═══ INPUT DATA

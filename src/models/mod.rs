pub mod chat;
pub mod websocket;
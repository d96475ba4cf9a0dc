use std::sync::{ PoisonError, RwLock };
use crate::models::chat::{ ConversationId, Role, Turn };

/// Append-only, in-memory log of one conversation's turns.
///
/// Insertion order is display order. Turns are never edited, reordered or
/// removed, so a poisoned lock still holds a consistent prefix of the log and
/// is read through rather than propagated.
#[derive(Debug, Default)]
pub struct ConversationStore {
    turns: RwLock<Vec<Turn>>,
}

impl ConversationStore {
    pub fn new() -> Self {
        Self::default()
    }

    pub fn append(&self, turn: Turn) {
        self.turns.write().unwrap_or_else(PoisonError::into_inner).push(turn);
    }

    /// Snapshot of the full history, oldest first.
    pub fn all(&self) -> Vec<Turn> {
        self.turns.read().unwrap_or_else(PoisonError::into_inner).clone()
    }

    pub fn len(&self) -> usize {
        self.turns.read().unwrap_or_else(PoisonError::into_inner).len()
    }

    pub fn is_empty(&self) -> bool {
        self.len() == 0
    }
}

/// The explicit per-session state: one identifier plus its log.
#[derive(Debug, Default)]
pub struct Session {
    id: ConversationId,
    log: ConversationStore,
}

impl Session {
    pub fn new() -> Self {
        Self::default()
    }

    pub fn id(&self) -> &ConversationId {
        &self.id
    }

    pub fn log(&self) -> &ConversationStore {
        &self.log
    }
}

/// Plain-text transcript of a log, one line per turn.
pub fn format_transcript(turns: &[Turn]) -> String {
    let mut result = String::new();
    for turn in turns {
        let role_display = match (turn.role, turn.is_error) {
            (Role::User, _) => "User",
            (Role::Assistant, false) => "Assistant",
            (Role::Assistant, true) => "Assistant (error)",
        };
        result.push_str(&format!("{}: {}\n", role_display, turn.text));
        if let Some(url) = &turn.image_url {
            result.push_str(&format!("  [image] {}\n", url));
        }
    }
    result
}
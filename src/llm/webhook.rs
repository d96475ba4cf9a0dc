use async_trait::async_trait;
use log::{ debug, info };
use reqwest::Client as HttpClient;
use reqwest::header::{ AUTHORIZATION, CONTENT_TYPE };
use serde::Serialize;
use super::normalize::normalize_body;
use super::{ AssistantClient, AssistantError, NormalizedReply };
use crate::config::AssistantConfig;
use crate::models::chat::ConversationId;

/// Posts each turn to the configured webhook with a static bearer credential.
pub struct WebhookClient {
    http: HttpClient,
    webhook_url: String,
    bearer_token: String,
}

#[derive(Serialize)]
#[serde(rename_all = "camelCase")]
struct ChatRequest<'a> {
    session_id: String,
    chat_input: &'a str,
}

impl WebhookClient {
    pub fn new(webhook_url: impl Into<String>, bearer_token: impl Into<String>) -> Self {
        Self {
            http: HttpClient::new(),
            webhook_url: webhook_url.into(),
            bearer_token: bearer_token.into(),
        }
    }

    pub fn from_config(config: &AssistantConfig) -> Self {
        Self::new(config.webhook_url.as_str(), config.bearer_token.clone())
    }

    async fn post(&self, req: &ChatRequest<'_>) -> Result<String, AssistantError> {
        let resp = self.http
            .post(&self.webhook_url)
            .header(AUTHORIZATION, format!("Bearer {}", self.bearer_token))
            .header(CONTENT_TYPE, "application/json")
            .json(req)
            .send().await?
            .error_for_status()?;
        Ok(resp.text().await?)
    }
}

#[async_trait]
impl AssistantClient for WebhookClient {
    async fn send(
        &self,
        conversation_id: &ConversationId,
        user_text: &str
    ) -> Result<NormalizedReply, AssistantError> {
        let req = ChatRequest {
            session_id: conversation_id.to_string(),
            chat_input: user_text,
        };
        info!("Sending turn for conversation {} to webhook", req.session_id);
        let body = self.post(&req).await?;
        debug!("Webhook replied with {} bytes for {}", body.len(), req.session_id);
        normalize_body(&body)
    }
}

══════

■ ASSIGNED TASK
Copy exactly the lines above, starting at the opening line and finishing at the line in which "(Role::User, _) =>" occurs.

■ TASK OUTPUT
filename src/models/mod.rs
pub mod chat;
pub mod websocket;
repository d96475ba4cf9a0dc
use std::sync::{ PoisonError, RwLock };
use crate::models::chat::{ ConversationId, Role, Turn };

/// Append-only, in-memory log of one conversation's turns.
///
/// Insertion order is display order. Turns are never edited, reordered or
/// removed, so a poisoned lock still holds a consistent prefix of the log and
/// is read through rather than propagated.
#[derive(Debug, Default)]
pub struct ConversationStore {
    turns: RwLock<Vec<Turn>>,
}

impl ConversationStore {
    pub fn new() -> Self {
        Self::default()
    }

    pub fn append(&self, turn: Turn) {
        self.turns.write().unwrap_or_else(PoisonError::into_inner).push(turn);
    }

    /// Snapshot of the full history, oldest first.
    pub fn all(&self) -> Vec<Turn> {
        self.turns.read().unwrap_or_else(PoisonError::into_inner).clone()
    }

    pub fn len(&self) -> usize {
        self.turns.read().unwrap_or_else(PoisonError::into_inner).len()
    }

    pub fn is_empty(&self) -> bool {
        self.len() == 0
    }
}

/// The explicit per-session state: one identifier plus its log.
#[derive(Debug, Default)]
pub struct Session {
    id: ConversationId,
    log: ConversationStore,
}

impl Session {
    pub fn new() -> Self {
        Self::default()
    }

    pub fn id(&self) -> &ConversationId {
        &self.id
    }

    pub fn log(&self) -> &ConversationStore {
        &self.log
    }
}

/// Plain-text transcript of a log, one line per turn.
pub fn format_transcript(turns: &[Turn]) -> String {
    let mut result = String::new();
    for turn in turns {
        let role_display = match (turn.role, turn.is_error) {
            (Role::User, _) => "User",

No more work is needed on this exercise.